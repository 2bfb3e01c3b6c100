use winit::dpi::PhysicalSize;

use super::frame::SurfaceErrorAction;

pub(crate) fn choose_surface_format(
    formats: &[wgpu::TextureFormat],
    prefer_srgb: bool,
) -> Option<wgpu::TextureFormat> {
    let first = formats.first().copied()?;

    if prefer_srgb {
        let preferred = [
            wgpu::TextureFormat::Bgra8UnormSrgb,
            wgpu::TextureFormat::Rgba8UnormSrgb,
        ];
        if let Some(f) = preferred.into_iter().find(|f| formats.contains(f)) {
            return Some(f);
        }
        log::warn!("no sRGB surface format available; using {first:?}");
    }

    Some(first)
}

/// Opaque when available; the viewer never composites with the desktop.
pub(crate) fn choose_alpha_mode(supported: &[wgpu::CompositeAlphaMode]) -> wgpu::CompositeAlphaMode {
    if supported.contains(&wgpu::CompositeAlphaMode::Opaque) {
        return wgpu::CompositeAlphaMode::Opaque;
    }
    supported.first().copied().unwrap_or(wgpu::CompositeAlphaMode::Auto)
}

/// Largest supported sample count not above `requested`, falling back to 1.
pub(crate) fn pick_sample_count(requested: u32, supported: impl Fn(u32) -> bool) -> u32 {
    [16, 8, 4, 2]
        .into_iter()
        .filter(|&n| n <= requested)
        .find(|&n| supported(n))
        .unwrap_or(1)
}

/// Returns `true` when the surface was reconfigured.
pub(crate) fn apply_resize(
    surface: &wgpu::Surface,
    device: &wgpu::Device,
    config: &mut wgpu::SurfaceConfiguration,
    size: &mut PhysicalSize<u32>,
    new_size: PhysicalSize<u32>,
) -> bool {
    *size = new_size;
    if new_size.width == 0 || new_size.height == 0 {
        // Minimized; keep the previous configuration until a real size arrives.
        return false;
    }

    config.width = new_size.width;
    config.height = new_size.height;
    surface.configure(device, config);
    true
}

pub(crate) fn map_surface_error(
    surface: &wgpu::Surface,
    device: &wgpu::Device,
    config: &wgpu::SurfaceConfiguration,
    size: PhysicalSize<u32>,
    err: wgpu::SurfaceError,
) -> SurfaceErrorAction {
    match err {
        wgpu::SurfaceError::Lost | wgpu::SurfaceError::Outdated => {
            log::warn!("surface {err:?}; reconfiguring");
            if size.width > 0 && size.height > 0 {
                surface.configure(device, config);
            }
            SurfaceErrorAction::Reconfigured
        }
        wgpu::SurfaceError::OutOfMemory => {
            log::error!("surface out of memory");
            SurfaceErrorAction::Fatal
        }
        wgpu::SurfaceError::Timeout | wgpu::SurfaceError::Other => {
            log::warn!("surface {err:?}; skipping frame");
            SurfaceErrorAction::SkipFrame
        }
    }
}

#[cfg(test)]
mod tests {
    use super::*;
    use wgpu::TextureFormat as F;

    #[test]
    fn prefers_srgb_formats() {
        let formats = [F::Bgra8Unorm, F::Rgba8UnormSrgb];
        assert_eq!(choose_surface_format(&formats, true), Some(F::Rgba8UnormSrgb));
        assert_eq!(choose_surface_format(&formats, false), Some(F::Bgra8Unorm));
        assert_eq!(choose_surface_format(&[], true), None);
    }

    #[test]
    fn opaque_alpha_preferred() {
        use wgpu::CompositeAlphaMode as A;
        assert_eq!(choose_alpha_mode(&[A::PreMultiplied, A::Opaque]), A::Opaque);
        assert_eq!(choose_alpha_mode(&[A::PreMultiplied]), A::PreMultiplied);
        assert_eq!(choose_alpha_mode(&[]), A::Auto);
    }

    #[test]
    fn sample_count_falls_back() {
        assert_eq!(pick_sample_count(4, |n| n == 4 || n == 2), 4);
        assert_eq!(pick_sample_count(8, |n| n == 4), 4);
        assert_eq!(pick_sample_count(4, |_| false), 1);
        assert_eq!(pick_sample_count(1, |_| true), 1);
    }
}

== What this task involves ==
The response should consist of all the entries, reproduced word for word.

== Answer area ==
repository 2bfb3e01c3b6c100
use winit::dpi::PhysicalSize;

use super::frame::SurfaceErrorAction;

pub(crate) fn choose_surface_format(
    formats: &[wgpu::TextureFormat],
    prefer_srgb: bool,
) -> Option<wgpu::TextureFormat> {
    let first = formats.first().copied()?;

    if prefer_srgb {
        let preferred = [
            wgpu::TextureFormat::Bgra8UnormSrgb,
            wgpu::TextureFormat::Rgba8UnormSrgb,
        ];
        if let Some(f) = preferred.into_iter().find(|f| formats.contains(f)) {
            return Some(f);
        }
        log::warn!("no sRGB surface format available; using {first:?}");
    }

    Some(first)
}

/// Opaque when available; the viewer never composites with the desktop.
pub(crate) fn choose_alpha_mode(supported: &[wgpu::CompositeAlphaMode]) -> wgpu::CompositeAlphaMode {
    if supported.contains(&wgpu::CompositeAlphaMode::Opaque) {
        return wgpu::CompositeAlphaMode::Opaque;
    }
    supported.first().copied().unwrap_or(wgpu::CompositeAlphaMode::Auto)
}

/// Largest supported sample count not above `requested`, falling back to 1.
pub(crate) fn pick_sample_count(requested: u32, supported: impl Fn(u32) -> bool) -> u32 {
    [16, 8, 4, 2]
        .into_iter()
        .filter(|&n| n <= requested)
        .find(|&n| supported(n))
        .unwrap_or(1)
}

/// Returns `true` when the surface was reconfigured.
pub(crate) fn apply_resize(
    surface: &wgpu::Surface,
    device: &wgpu::Device,
    config: &mut wgpu::SurfaceConfiguration,
    size: &mut PhysicalSize<u32>,
    new_size: PhysicalSize<u32>,
) -> bool {
    *size = new_size;
    if new_size.width == 0 || new_size.height == 0 {
        // Minimized; keep the previous configuration until a real size arrives.
        return false;
    }

    config.width = new_size.width;
    config.height = new_size.height;
    surface.configure(device, config);
    true
}

pub(crate) fn map_surface_error(
    surface: &wgpu::Surface,
    device: &wgpu::Device,
    config: &wgpu::SurfaceConfiguration,
    size: PhysicalSize<u32>,
    err: wgpu::SurfaceError,
) -> SurfaceErrorAction {
    match err {
        wgpu::SurfaceError::Lost | wgpu::SurfaceError::Outdated => {
            log::warn!("surface {err:?}; reconfiguring");
            if size.width > 0 && size.height > 0 {
                surface.configure(device, config);
            }
            SurfaceErrorAction::Reconfigured
        }
        wgpu::SurfaceError::OutOfMemory => {
            log::error!("surface out of memory");
            SurfaceErrorAction::Fatal
        }
        wgpu::SurfaceError::Timeout | wgpu::SurfaceError::Other => {
            log::warn!("surface {err:?}; skipping frame");
            SurfaceErrorAction::SkipFrame
        }
    }
}

#[cfg(test)]
mod tests {
    use super::*;
    use wgpu::TextureFormat as F;

    #[test]
    fn prefers_srgb_formats() {
        let formats = [F::Bgra8Unorm, F::Rgba8UnormSrgb];
        assert_eq!(choose_surface_format(&formats, true), Some(F::Rgba8UnormSrgb));
        assert_eq!(choose_surface_format(&formats, false), Some(F::Bgra8Unorm));
        assert_eq!(choose_surface_format(&[], true), None);
    }

    #[test]
    fn opaque_alpha_preferred() {
        use wgpu::CompositeAlphaMode as A;
        assert_eq!(choose_alpha_mode(&[A::PreMultiplied, A::Opaque]), A::Opaque);
        assert_eq!(choose_alpha_mode(&[A::PreMultiplied]), A::PreMultiplied);
        assert_eq!(choose_alpha_mode(&[]), A::Auto);
    }

    #[test]
    fn sample_count_falls_back() {
        assert_eq!(pick_sample_count(4, |n| n == 4 || n == 2), 4);
        assert_eq!(pick_sample_count(8, |n| n == 4), 4);
        assert_eq!(pick_sample_count(4, |_| false), 1);
        assert_eq!(pick_sample_count(1, |_| true), 1);
    }
}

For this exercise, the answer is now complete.